UG: Doing something collectively means war.... It's like the European Economic Community. Each one has his own idea of running their country. Each country wants its own language, its own laws, its own king or queen, and resents any interference in its affairs from other countries. They have, however, set aside these differences in order to solve larger problems. But individually what can you do? Why are you concerned about humanity?
Q: As you would say, the urge to help is a result of my culture. When you see someone sad, tears come to your eyes. We empathize....
UG: We translate that as sadness, and the tears follow as a sentimental effect. But the tear ducts are there to protect your eyes from going blind, to keep them lubricated and cleansed, and not to respond to the suffering of others. This may be a crude way of putting things, but that's the fact of the matter.
Q: Tears are also an expression of sadness....
UG: We have translated that as an expression of sadness. Emotions activate the glands, unfortunately.... Sir, the fate of the world is in your hands. You decide. Just press the button and the whole thing is finished. I am ready to go any time!
Q: You see, we have difficulty in understanding the ethical implications of our actions. In our zeal and enthusiasm to do something....
UG: The ethical considerations are what are standing in the way of your doing something. You don't have the energy to deal with this problem because you are throwing away what energy you do have by indulging in all these pointless ethical considerations. Otherwise you would find some way of neutralizing the whole thing. There must be some way of doing it. The superpowers will soon be humbled, neutralized in no time, by a single terrorist. Ghaddaffi needs only one atomic hand grenade to neutralize the power of the mighty nations. They say that they already have a hand grenade that can blow up the Golden Gate Bridge. I wouldn't know. We now have hydrogen bombs, neutron bombs, gas warfare — horrible weapons at our disposal. Look at the billions being poured into these arms. What for?
Q: Even worse than the atomic grenades is biological warfare. It's terrible.
UG: That's the worst. You don't even need that. They have those atom bombs piling up. Yet they have no use for them. What huge amounts of money we are pouring into that! What for?
Q: If someone drops an atom bomb it is obvious. We can see it. But biological warfare is something that can be carried on in a subtle way without anyone discovering what's going on....
I must be leaving soon. But I would like to put to you one more question somewhat unrelated to what we have been discussing: what is your opinion regarding the existence of God?

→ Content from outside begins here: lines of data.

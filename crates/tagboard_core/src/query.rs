//! Query resolution over cached notes.
//!
//! # Responsibility
//! - Classify a raw query string into its resolution strategy.
//! - Resolve tag, date and fulltext queries against a note snapshot.
//!
//! # Invariants
//! - Resolution is pure over its inputs; it never fetches.
//! - Tag queries expand to the tag's whole subtree and additionally match
//!   the query text as a substring, so prose mentions surface too.
//! - Results are ordered by timestamp with a stable sort, so equal
//!   timestamps keep cache order.

use crate::forest::TagForest;
use crate::model::note::Note;
use crate::model::tag::TagCategory;
use crate::parser;
use chrono::NaiveDate;
use std::collections::BTreeSet;

/// Resolution strategy for one query string.
#[derive(Debug, Clone, Copy, PartialEq, Eq)]
pub enum QueryKind {
    /// Sigiled tag query, descendant-expanded.
    Tag,
    /// `YYYY-MM-DD` journal day.
    Date,
    /// Case-insensitive substring search.
    Fulltext,
}

/// Maps a query string to its strategy.
pub fn classify_query(query: &str) -> QueryKind {
    match parser::classify(query) {
        TagCategory::Journal => QueryKind::Date,
        TagCategory::Fulltext => QueryKind::Fulltext,
        _ => QueryKind::Tag,
    }
}

/// Resolves `query` against a note snapshot.
pub fn resolve(notes: &[Note], forest: &TagForest, query: &str) -> Vec<Note> {
    let mut matched: Vec<Note> = match classify_query(query) {
        QueryKind::Date => match NaiveDate::parse_from_str(query, "%Y-%m-%d") {
            Ok(date) => notes
                .iter()
                .filter(|note| note.date == date)
                .cloned()
                .collect(),
            Err(_) => Vec::new(),
        },
        QueryKind::Tag => {
            let mut wanted: BTreeSet<String> = forest.descendants_of(query);
            wanted.insert(query.to_string());
            let needle = query.to_lowercase();
            notes
                .iter()
                .filter(|note| {
                    note.tags.iter().any(|tag| wanted.contains(tag))
                        || note.text.to_lowercase().contains(&needle)
                })
                .cloned()
                .collect()
        }
        QueryKind::Fulltext => {
            let needle = query.to_lowercase();
            if needle.is_empty() {
                Vec::new()
            } else {
                notes
                    .iter()
                    .filter(|note| note.text.to_lowercase().contains(&needle))
                    .cloned()
                    .collect()
            }
        }
    };

    matched.sort_by_key(|note| note.timestamp);
    matched
}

UG: Oh my God! You really want my answer? To me the question of whether God exists or not is irrelevant and immaterial. We have no use for God. We have used God to justify the killing of millions and millions of people. We exploit God.
Q: That's the negative aspect of it.
UG: That's the positive aspect of it, not the negative. In the name of God we have killed more people than in the two world wars put together. In Japan millions of people died in the name of the sacred Buddha. Here in India, five thousand Jains were massacred in a single day. This is not a peaceful nation! You don't want to read your own history: it's full of violence from the beginning to the end.
Q: Then how can people remain as a group if they don't believe in something?
UG: The fear of extinction will probably bring us together, not `love' or feeling of brotherhood. The invention of God, along with all those other beliefs, may have served mankind's instinct to survive for some time in the past, but not now. It's the extension of the same survival mechanism that now operates through the fear of extinction. The biological instinct is very powerful, and the fear of extinction, not love and compassion, will probably be the savior of mankind.